PROBLEM STATEMENT
"BeHealthy" is a health-tech company and has a web platform that allows doctors to list their services and manage patient interactions and provides services for patients such as booking interactions with doctors and ordering medicines online. Here, doctors can easily organise appointments, track past medical records and provide e-prescriptions. So, companies like "BeHealthy" are providing medical services, prescriptions and online consultations and generating huge data day by day.
The following snippet of medical data may be generated when a doctor is writing notes to his/her patient or as a review of a therapy that he or she has done. "The patient was a 62-year-old man with squamous cell lung cancer, which was first successfully treated by a combination of radiation therapy and chemotherapy."
As we can see in this text, a person with a non-medical background cannot understand the various medical terms. We have taken a simple sentence from a medical data set to understand the problem and where one can understand the terms 'cancer' and 'chemotherapy'.

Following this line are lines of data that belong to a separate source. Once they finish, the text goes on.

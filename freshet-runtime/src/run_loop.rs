// Copyright 2026 Freshet contributors
// Licensed under the Apache License, Version 2.0
// http://www.apache.org/licenses/LICENSE-2.0

use crate::confined::{ConfinedScheduler, SyncConfinedScheduler};
use crate::timer::TimerHandle;
use freshet_core::CancelToken;
use futures_channel::oneshot;
use std::sync::Arc;
use std::thread::{self, ThreadId};
use std::time::Duration;

/// A dedicated thread with a current-thread tokio runtime pinned to it.
///
/// Work scheduled on the run loop executes on that one thread, in FIFO
/// order. Cloning is cheap; all clones drive the same thread. The thread
/// exits when [`shutdown`](RunLoop::shutdown) is called or the last handle
/// drops; from then on every scheduling operation is a silent no-op.
pub struct RunLoop {
    core: Arc<RunLoopCore>,
}

pub(crate) struct RunLoopCore {
    thread_id: ThreadId,
    handle: tokio::runtime::Handle,
    shutdown: CancelToken,
}

impl Drop for RunLoopCore {
    fn drop(&mut self) {
        self.shutdown.cancel();
    }
}

impl RunLoop {
    /// Spawns the run-loop thread.
    ///
    /// # Errors
    ///
    /// Fails if the OS thread or its runtime cannot be created.
    pub fn new(name: &str) -> std::io::Result<Self> {
        let shutdown = CancelToken::new();
        let token = shutdown.clone();
        let (startup_tx, startup_rx) = oneshot::channel();

        thread::Builder::new().name(name.to_string()).spawn(move || {
            let runtime = match tokio::runtime::Builder::new_current_thread()
                .enable_time()
                .build()
            {
                Ok(runtime) => runtime,
                Err(error) => {
                    let _ = startup_tx.send(Err(error));
                    return;
                }
            };
            if startup_tx
                .send(Ok((thread::current().id(), runtime.handle().clone())))
                .is_err()
            {
                return;
            }
            tracing::debug!("run loop started");
            runtime.block_on(token.cancelled());
            tracing::debug!("run loop shutting down");
            // Dropping the runtime here drops any still-pending tasks.
        })?;

        let (thread_id, handle) = futures::executor::block_on(startup_rx)
            .map_err(|_| {
                std::io::Error::other("run loop thread exited during startup")
            })??;

        Ok(Self {
            core: Arc::new(RunLoopCore {
                thread_id,
                handle,
                shutdown,
            }),
        })
    }

    /// Returns `true` when called from the run-loop thread itself.
    #[must_use]
    pub fn is_on_loop(&self) -> bool {
        thread::current().id() == self.core.thread_id
    }

    /// Returns `true` once the run loop has been shut down.
    #[must_use]
    pub fn is_shut_down(&self) -> bool {
        self.core.shutdown.is_cancelled()
    }

    /// Stops the run-loop thread. Idempotent.
    ///
    /// Work already queued may still run; everything scheduled afterwards is
    /// dropped.
    pub fn shutdown(&self) {
        self.core.shutdown.cancel();
    }

    /// Runs `task` inline when already on the run-loop thread, otherwise
    /// posts it and returns immediately.
    pub fn schedule(&self, task: impl FnOnce() + Send + 'static) {
        if self.is_on_loop() {
            task();
            return;
        }
        if self.is_shut_down() {
            tracing::debug!("task scheduled after run loop shutdown; dropped");
            return;
        }
        self.core.handle.spawn(async move {
            task();
        });
    }

    /// Runs `task` on the run-loop thread and blocks until it has run,
    /// returning its result. Inline (without blocking) when already on the
    /// run-loop thread; `None` once the run loop has shut down.
    ///
    /// Must not be called while holding a lock that tasks on the run loop
    /// may take.
    pub fn run_sync<R: Send + 'static>(&self, task: impl FnOnce() -> R + Send + 'static) -> Option<R> {
        if self.is_on_loop() {
            return Some(task());
        }
        if self.is_shut_down() {
            return None;
        }
        let (tx, rx) = oneshot::channel();
        self.core.handle.spawn(async move {
            let _ = tx.send(task());
        });
        futures::executor::block_on(rx).ok()
    }

    /// Runs `task` on the run-loop thread after `delay`.
    ///
    /// Cancelling the returned handle before the delay elapses means the
    /// task never runs.
    pub fn schedule_after(
        &self,
        delay: Duration,
        task: impl FnOnce() + Send + 'static,
    ) -> TimerHandle {
        let timer = TimerHandle::new();
        if self.is_shut_down() {
            timer.cancel();
            return timer;
        }
        let token = timer.token();
        self.core.handle.spawn(async move {
            tokio::select! {
                biased;
                () = token.cancelled() => {}
                () = tokio::time::sleep(delay) => {
                    if !token.is_cancelled() {
                        task();
                    }
                }
            }
        });
        timer
    }

    /// Runs `task` on the run-loop thread every `interval`, starting one
    /// interval from now, until the returned handle is cancelled.
    pub fn schedule_repeating(
        &self,
        interval: Duration,
        mut task: impl FnMut() + Send + 'static,
    ) -> TimerHandle {
        let timer = TimerHandle::new();
        if self.is_shut_down() {
            timer.cancel();
            return timer;
        }
        let token = timer.token();
        self.core.handle.spawn(async move {
            loop {
                tokio::select! {
                    biased;
                    () = token.cancelled() => return,
                    () = tokio::time::sleep(interval) => {
                        if token.is_cancelled() {
                            return;
                        }
                        task();
                    }
                }
            }
        });
        timer
    }

    /// The asynchronous scheduler over this run loop.
    #[must_use]
    pub fn scheduler(&self) -> ConfinedScheduler {
        ConfinedScheduler::new(self.clone())
    }

    /// The blocking scheduler over this run loop.
    #[must_use]
    pub fn sync_scheduler(&self) -> SyncConfinedScheduler {
        SyncConfinedScheduler::new(self.clone())
    }
}

impl Clone for RunLoop {
    fn clone(&self) -> Self {
        Self {
            core: self.core.clone(),
        }
    }
}

impl core::fmt::Debug for RunLoop {
    fn fmt(&self, f: &mut core::fmt::Formatter<'_>) -> core::fmt::Result {
        f.debug_struct("RunLoop")
            .field("thread_id", &self.core.thread_id)
            .field("shut_down", &self.is_shut_down())
            .finish()
    }
}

We have been given such a data set in which a lot of text is written related to the medical domain. There are a lot of diseases that can be mentioned in the entire dataset and their related treatments are also mentioned implicitly in the text, which we saw in the aforementioned example that the disease mentioned is cancer and its treatment can be identified as chemotherapy using the sentence. However, note that it is not explicitly mentioned in the dataset about the diseases and their treatment, but we can build an algorithm to map the diseases and their respective treatment.
The train dataset is used to train the Continuous Random Field (CRF) model, and the test dataset is used to evaluate the built model.